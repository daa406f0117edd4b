use thiserror::Error;

/// Errors from run-length decoding in strict-validation mode.
///
/// The lenient decoder never fails; these only surface from
/// [`decode_strict`](crate::mask::RunLengths::decode_strict) and from
/// parsing run-length content strings.
#[derive(Debug, Clone, PartialEq, Eq, Error)]
pub enum RleError {
    /// Run lengths do not cover the mask exactly
    #[error("run lengths cover {actual} cells, mask needs exactly {expected}")]
    LengthMismatch { expected: usize, actual: usize },

    /// A token in the RLE content string is not a non-negative integer
    #[error("invalid run length token: {0:?}")]
    InvalidRun(String),

    /// Mask dimensions must be positive
    #[error("invalid mask dimensions: {width}x{height}")]
    InvalidDimensions { width: u32, height: u32 },
}

/// Errors from parsing `#RRGGBB` color strings.
#[derive(Debug, Clone, PartialEq, Eq, Error)]
pub enum ColorError {
    /// Color string does not start with `#`
    #[error("color must start with '#', got {0:?}")]
    MissingHash(String),

    /// Color string is not exactly `#` plus six hex digits
    #[error("color must be '#' plus 6 hex digits, got {0} digits")]
    InvalidLength(usize),

    /// Hex digits failed to parse
    #[error("invalid hex digits in color: {0}")]
    InvalidHex(String),
}

/// Errors from mask export and compositing.
#[derive(Debug, Clone, Error)]
pub enum ExportError {
    /// Color parsing failed
    #[error("color error: {0}")]
    Color(#[from] ColorError),

    /// Mask buffer does not match its declared dimensions
    #[error("mask buffer has {actual} cells, dimensions say {expected}")]
    BufferMismatch { expected: usize, actual: usize },

    /// Surface and mask dimensions disagree
    #[error("surface is {surface_width}x{surface_height}, mask is {mask_width}x{mask_height}")]
    DimensionMismatch {
        surface_width: u32,
        surface_height: u32,
        mask_width: u32,
        mask_height: u32,
    },

    /// PNG encoding failed
    #[error("encode error: {message}")]
    Encode { message: String },

    /// Export format name is not one of png/json/base64
    #[error("unsupported export format: {0:?}")]
    UnsupportedFormat(String),
}

/// Errors from mask upload.
///
/// These never escape [`upload_mask`](crate::upload::upload_mask); the
/// uploader converts them into failure-shaped [`UploadResult`]s so that
/// batch operations always run to completion.
///
/// [`UploadResult`]: crate::upload::UploadResult
#[derive(Debug, Clone, Error)]
pub enum UploadError {
    /// Payload encoding failed before the request was made
    #[error("export error: {0}")]
    Export(#[from] ExportError),

    /// RLE decode failed before the request was made
    #[error("RLE error: {0}")]
    Rle(#[from] RleError),

    /// The HTTP client reported a transport or server failure
    #[error("upload failed: {0}")]
    Http(String),

    /// The response lacked the expected `data.s3Url` shape
    #[error("malformed upload response: {0}")]
    MalformedResponse(String),
}

/// Errors from fetching a remote byte payload.
#[derive(Debug, Clone, Error)]
pub enum FetchError {
    /// Transport-level failure (connection, TLS, body read)
    #[error("fetch failed for {url}: {message}")]
    Transport { url: String, message: String },

    /// The server answered with a non-success status
    #[error("fetch failed for {url}: HTTP {status}")]
    Status { url: String, status: u16 },
}

/// Errors from archive image extraction.
///
/// This is the one boundary that surfaces errors to the caller: a failed
/// fetch leaves nothing meaningful to return. Parse-level problems
/// (truncated archives, unparseable filenames) never error.
#[derive(Debug, Clone, Error)]
pub enum ExtractError {
    /// Fetching the archive bytes failed
    #[error("fetch error: {0}")]
    Fetch(#[from] FetchError),
}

_PROBLEM TO SOLVE:_
Using the material above, work out how many lines contain the string "from". Give the number only.

_EXPECTED OUTPUT:_
12